A recent publication in Global Ecology and Biogeography, by Maldonado et al., Estimating species diversity and distribution in the era of Big Data: to what extent can we trust public databases?, brought up some very interesting topics about the quality of specimen data available to researchers.
Researchers compiled 4 datasets with species records with coordinates from the neotropical plant tribe Cinchoneae; one compiled through TROPICOS and individual South American herbaria and the other three from GBIF. The first dataset was carefully validated for taxonomy and geography by researchers. The three GBIF datasets were evaluated, cleaned and improved to varying degrees for comparison.

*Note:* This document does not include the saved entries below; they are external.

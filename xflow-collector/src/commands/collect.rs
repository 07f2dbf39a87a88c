//! Collect command orchestration.
//!
//! Startup reconciles the time base and attaches the classifier; either
//! failure ends the run before any flow is touched. The loop then sweeps idle
//! flows until the run time is up or shutdown is requested. Once the loop ends
//! the classifier is detached first, so the drain sees a table nothing writes
//! to; a failed detach is logged and the report is still produced before the
//! teardown error is returned.

use std::path::PathBuf;

use chrono::{SecondsFormat, TimeZone, Utc};
use xflow_bpf::{Attachment, BpfError, ColdCache, LiveTable};
use xflow_clock::{reconcile_time_base, Clock};
use xflow_fs::Filesystem;
use xflow_reporter::{compile_report, ReportStats, UnrecognizedPolicy};

use crate::collector::EngineConfig;
use crate::context::EngineContext;
use crate::io::{OutputWriter, StatusLine, StatusWriter};
use crate::logger::Logger;
use crate::signal::ShutdownCheck;
use crate::sleeper::Sleeper;

use super::{CommandError, CommandResult};

/// Result of a collection run.
#[derive(Debug)]
pub struct CollectResult {
    /// Sweeps completed.
    pub sweeps: u64,
    /// Flows finalized by sweeps.
    pub swept: usize,
    /// Flows finalized by the drain.
    pub drained: usize,
    /// True if the run ended on a shutdown request.
    pub interrupted: bool,
    pub report: ReportStats,
    /// Where the report was written.
    pub output: PathBuf,
}

#[derive(Debug, Default)]
struct LoopStats {
    sweeps: u64,
    swept: usize,
    interrupted: bool,
}

/// Format Unix seconds as an RFC 3339 UTC timestamp.
fn format_wall(ts: f64) -> String {
    Utc.timestamp_opt(ts as i64, 0)
        .single()
        .map(|dt| dt.to_rfc3339_opts(SecondsFormat::Secs, true))
        .unwrap_or_else(|| format!("{:.0}", ts))
}

/// Execute a collection run.
///
/// `attach` is called with the configured interface once the time base is
/// known. The tables are the classifier's maps in production and in-memory
/// mocks in tests.
#[allow(clippy::too_many_arguments)]
pub fn execute_collect<L, C, A, AF, K, F, S, H, G>(
    config: &EngineConfig,
    live: L,
    cold: C,
    attach: AF,
    clock: &K,
    fs: &F,
    sleeper: &S,
    shutdown: &H,
    logger: &G,
) -> CommandResult<CollectResult>
where
    L: LiveTable,
    C: ColdCache,
    A: Attachment,
    AF: FnOnce(&str) -> Result<A, BpfError>,
    K: Clock,
    F: Filesystem,
    S: Sleeper,
    H: ShutdownCheck,
    G: Logger,
{
    let offset = reconcile_time_base(clock)?;
    logger.verbose(&format!(
        "Monotonic clock offset: {:.6}s",
        offset.seconds()
    ));

    let attachment = attach(&config.interface)?;
    logger.info(&format!("Attached classifier to {}", config.interface));

    let mut ctx = EngineContext::new(live, cold, offset, attachment, logger);
    let status_writer = config
        .status_file
        .clone()
        .map(|path| StatusWriter::new(fs, path));

    let stats = match run_collection_loop(&ctx, config, clock, status_writer.as_ref(), sleeper, shutdown, logger) {
        Ok(stats) => stats,
        Err(e) => return Err(abort(ctx, e, logger)),
    };

    let teardown = ctx.detach();
    if let Err(e) = &teardown {
        logger.warn(&format!("Teardown failed, draining anyway: {}", e));
    }

    logger.info("Caching ongoing flows");
    let drained = ctx.drain()?;
    logger.verbose(&format!(
        "Drained {} flows ({} found after the first pass)",
        drained.drained, drained.leftovers
    ));
    if drained.remaining > 0 {
        logger.warn(&format!(
            "{} flows were still being updated after the drain",
            drained.remaining
        ));
    }

    let entries = ctx.finalized()?;
    let report = compile_report(&entries, ctx.offset(), &config.report);
    log_report_stats(&report.stats, config, logger);

    let output = OutputWriter::new(fs, &config.output).write_report(&report)?;
    logger.info(&format!(
        "Wrote {} flows to {}",
        report.stats.rows,
        output.display()
    ));

    teardown.map_err(CommandError::Teardown)?;

    Ok(CollectResult {
        sweeps: stats.sweeps,
        swept: stats.swept,
        drained: drained.drained,
        interrupted: stats.interrupted,
        report: report.stats,
        output,
    })
}

/// Detach after a failure, keeping the original error.
fn abort<L, C, A, G>(ctx: EngineContext<'_, L, C, A>, error: CommandError, logger: &G) -> CommandError
where
    L: LiveTable,
    C: ColdCache,
    A: Attachment,
    G: Logger,
{
    if let Err(e) = ctx.finish() {
        logger.warn(&format!("Teardown after failure also failed: {}", e));
    }
    error
}

fn log_report_stats<G: Logger>(stats: &ReportStats, config: &EngineConfig, logger: &G) {
    if stats.undecoded > 0 {
        let action = match config.report.unrecognized {
            UnrecognizedPolicy::Render => "addresses left empty",
            UnrecognizedPolicy::Skip => "rows skipped",
        };
        logger.warn(&format!(
            "{} flows have an unrecognized ethertype ({})",
            stats.undecoded, action
        ));
    }
    logger.verbose(&format!(
        "Report: flows={} rows={} phantoms={} duplicates={}",
        stats.flows, stats.rows, stats.phantoms, stats.duplicates
    ));
}

/// Tick once per second until the deadline or a shutdown request, sweeping
/// every `sweep_interval_sec`.
#[allow(clippy::too_many_arguments)]
fn run_collection_loop<L, C, A, K, F, S, H, G>(
    ctx: &EngineContext<'_, L, C, A>,
    config: &EngineConfig,
    clock: &K,
    status_writer: Option<&StatusWriter<&F>>,
    sleeper: &S,
    shutdown: &H,
    logger: &G,
) -> CommandResult<LoopStats>
where
    L: LiveTable,
    C: ColdCache,
    A: Attachment,
    K: Clock,
    F: Filesystem,
    S: Sleeper,
    H: ShutdownCheck,
    G: Logger,
{
    let mut stats = LoopStats::default();

    let start = clock.wall_time_sec()?;
    let deadline = start + config.run_time_sec as f64;
    let interval = config.sweep_interval_sec as f64;
    let mut next_sweep = start + interval;

    logger.info(&format!(
        "Collecting on {} until {} (idle threshold {}s, sweep every {}s)",
        config.interface,
        format_wall(deadline),
        config.idle_threshold_sec,
        config.sweep_interval_sec
    ));

    loop {
        if shutdown.should_stop() {
            logger.info("Caught shutdown signal; finishing");
            stats.interrupted = true;
            break;
        }

        let now = clock.wall_time_sec()?;
        if now >= deadline {
            break;
        }

        if now >= next_sweep {
            let outcome = ctx.sweep(config.idle_threshold_sec, now)?;
            stats.sweeps += 1;
            stats.swept += outcome.evicted;
            next_sweep = now + interval;

            logger.verbose(&format!(
                "sweep={} scanned={} evicted={} phantoms={} remaining={}",
                stats.sweeps, outcome.scanned, outcome.evicted, outcome.phantoms, outcome.remaining
            ));

            if let Some(writer) = status_writer {
                match ctx.cold().len() {
                    Ok(cold_total) => {
                        let line = StatusLine::from_sweep(now as u64, stats.sweeps, &outcome, cold_total);
                        if let Err(e) = writer.append(&line) {
                            logger.warn(&format!("Status update failed: {}", e));
                        }
                    }
                    Err(e) => logger.warn(&format!("Status update skipped: {}", e)),
                }
            }
        }

        logger.debug(&format!("Collecting for {:.0}s more", deadline - now));
        sleeper.sleep_sec(1);
    }

    Ok(stats)
}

Using these data, the researchers modeled species distributions and richness at several spatial scales. The results indicated that the unverified GBIF dataset significantly overestimated species diversity and spatial patterns. The researchers found several suspicious records that plotted to the exact center of a country or province. Their models also indicated that just a few misplaced records could severely skew the results.
Maldonado et al. suggested that repositories provide a measure of precision and some information on how the coordinates were ascertained.
This is an excellent suggestion, and one taken very seriously by georeferencers using the MaNIS georeferencing guidelines and data aggregators like Holos, VertNet and its predecessors. Most of these "erroneous" records were probably due to the retrospective georeferencing method of recording latitude and longitude as the geographic center of the most specific administration boundary described when no other locality information is available.
The MaNIS georeferencing guidelines were used to georeference millions of vertebrate natural history records includes in-depth instructions on how to calculate the uncertainty of a georeference. This information is recorded using the Darwin Core field coordinateUncertaintyInMeters. This field is a measurement of the diameter of a circle that would encompass all of spatial possibilities of a georeference given the locality description. You’ll find, the vaguer the description, the greater the uncertainty.
When searching for data through the Ecoengine, make sure to check the coordinate_uncertainty_in_meters field to evaluate the accuracy of the geographic coordinates for your research needs.